Total revenues for 2015 were $989,665 compared to $1,145,929 during 2014. For the year 2015, total revenues were reduced by $1,682,847 from the Company’s investment in B&L Exploration, LLC (B&L). This compares to a reduction in revenues of $1,371,185 from B&L in the prior year. As an operating oil and gas entity, B&L’s results included deductions for depreciation, depletion and amortization (DD&A) costs relating to its ongoing exploration and production activities. BLMC’s share of these DD&A expenses was $809,513 and $992,684 for 2015 and 2014, respectively.

Expenses for the year totaled $932,941, slightly lower than the prior year’s expenses of $969,401. For the year, the Company had net income of $66,419 or $.03 per share compared to net income of $202,411 or $.08 per share in 2014.

As of December 31, 2015, the combined gross daily production rate from 7 wells operated by the Company’s mineral lessees was approximately 1.638 million cubic feet of natural gas (Mmcfg) and 109 barrels of oil per day (BOPD) with net daily production accruing to the Company of approximately .264 Mmcfg and 2 BOPD. The foregoing production includes four wells producing from S/L 16158 in which the Company owns a small interest. Meanwhile, as of December 31, 2015, B&L’s gross daily production was approximately 48.22 Mmcfg and 234 barrels of oil from 7 wells with 2.15 Mmcfg and 32 barrels of oil per day accruing to B&L.

As previously reported, the Company has filed a claim against the US Army Corps of Engineers (USACE) for property damages and losses caused by the Mississippi River Gulf Outlet (MR-GO). While favorable rulings have been recently rendered in similar cases, it is anticipated that this litigation against the federal government will be a long process. We will continue to aggressively pursue this claim and will keep our shareholders advised as things progress.

The end of the year proved reserve study commissioned by the Company and completed by an independent reservoir engineering firm estimates that as of December 31, 2015 BLMC’s “Developed Producing” (PDP) reserves were .067 billion cubic feet of natural gas (Bcfg) and 700 barrels of oil.

Two independent reserve studies have been completed by separate reservoir engineering firms which estimate that B&L’s proved reserves as of December 31, 2015 were approximately 10.0 Bcfg, approximately 184 thousand barrels of oil (Mbbl) and approximately 5,500 Mbbl of natural gas liquids which compared to 9.4 Bcfg and 197 Mbbl of oil as of December 31, 2014. It should be noted that a significant component of B&L’s proved reserves as of December 31, 2015 are Proved Undeveloped (PUD) attributed to B&L’s leasehold interest in a federal offshore block located in shallow water on the intercontinental shelf.

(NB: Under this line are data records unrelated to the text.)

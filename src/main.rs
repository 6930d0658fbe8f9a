//! Review Sentiment Desk: Binary Entrypoint
//! Loads `.env`, initialises tracing, builds the Axum app and hands it to Shuttle.
//!
//! A missing `GEMINI_API_KEY` (outside `AI_TEST_MODE`) aborts startup.

use shuttle_axum::ShuttleAxum;

use review_sentiment_desk::logging::init_tracing;

#[shuttle_runtime::main]
async fn axum() -> ShuttleAxum {
    // Load .env in local/dev; no-op when the file is absent.
    let _ = dotenvy::dotenv();

    init_tracing();

    let router = review_sentiment_desk::app().await?;

    Ok(router.into())
}
// src/config/mod.rs
//! Process configuration, resolved once at startup from the environment
//! (after `.env` has been loaded by the entrypoint).

pub mod ai;

use std::path::PathBuf;
use std::time::Duration;

pub use ai::{AiConfig, AiTestMode};

use crate::knowledge::{DEFAULT_KNOWLEDGE_BASE_PATH, ENV_KNOWLEDGE_BASE_PATH};

pub const ENV_CLASSIFIER_URL: &str = "CLASSIFIER_URL";
pub const ENV_CLASSIFIER_TOKEN: &str = "CLASSIFIER_TOKEN";
pub const ENV_STATIC_DIR: &str = "STATIC_DIR";
pub const DEFAULT_STATIC_DIR: &str = "static";

/// Hosted classifier endpoint; absent → local lexicon classifier.
#[derive(Debug, Clone)]
pub struct ClassifierConfig {
    pub url: String,
    pub token: Option<String>,
    pub timeout: Duration,
}

#[derive(Debug, Clone)]
pub struct AppConfig {
    pub ai: AiConfig,
    pub classifier: Option<ClassifierConfig>,
    pub knowledge_base_path: PathBuf,
    pub static_dir: PathBuf,
}

impl AppConfig {
    pub fn from_env() -> anyhow::Result<Self> {
        Self::from_lookup(|k| std::env::var(k).ok())
    }

    pub fn from_lookup<F>(get: F) -> anyhow::Result<Self>
    where
        F: Fn(&str) -> Option<String>,
    {
        let ai = AiConfig::from_lookup(&get)?;
        let non_empty = |k: &str| get(k).map(|v| v.trim().to_string()).filter(|v| !v.is_empty());

        let classifier = non_empty(ENV_CLASSIFIER_URL).map(|url| ClassifierConfig {
            url,
            token: non_empty(ENV_CLASSIFIER_TOKEN),
            timeout: Duration::from_secs(10),
        });

        Ok(Self {
            ai,
            classifier,
            knowledge_base_path: non_empty(ENV_KNOWLEDGE_BASE_PATH)
                .map(PathBuf::from)
                .unwrap_or_else(|| PathBuf::from(DEFAULT_KNOWLEDGE_BASE_PATH)),
            static_dir: non_empty(ENV_STATIC_DIR)
                .map(PathBuf::from)
                .unwrap_or_else(|| PathBuf::from(DEFAULT_STATIC_DIR)),
        })
    }
}

#[cfg(test)]
mod tests {
    use super::*;

    #[test]
    fn classifier_url_selects_hosted_model() {
        let cfg = AppConfig::from_lookup(|k| match k {
            "AI_TEST_MODE" => Some("mock".into()),
            "CLASSIFIER_URL" => Some("http://localhost:9000/classify".into()),
            _ => None,
        })
        .unwrap();
        let c = cfg.classifier.expect("classifier config");
        assert_eq!(c.url, "http://localhost:9000/classify");
        assert!(c.token.is_none());
        assert_eq!(cfg.static_dir, PathBuf::from("static"));
        assert_eq!(cfg.knowledge_base_path, PathBuf::from("config/knowledge_base.toml"));
    }
}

As is necessary with all PUD reserves, a well or wells must be drilled and completed to fully develop these PUD reserves prior to the expiration of this leasehold interest.

The proved reserve studies referenced above include explanatory notes that are an integral part of each study. A copy of the 2016 President’s Report to Shareholders that includes these notes will be available on the Company’s website after April 1, 2016. The Company recommends that all interested parties refer to its website to view these notes and other relevant information:

Freeport-McMoRan Oil and Gas (FM O&G), a wholly owned subsidiary of Freeport-McMoRan Inc. (NYSE:FCX), in its January 26, 2016 news release announced “during November 2015, FM O&G completed the installation of additional processing facilities to accommodate higher flow rates from the Highlander well. In December 2015, gross rates from the Highlander well averaged approximately 44 MMcf per day.”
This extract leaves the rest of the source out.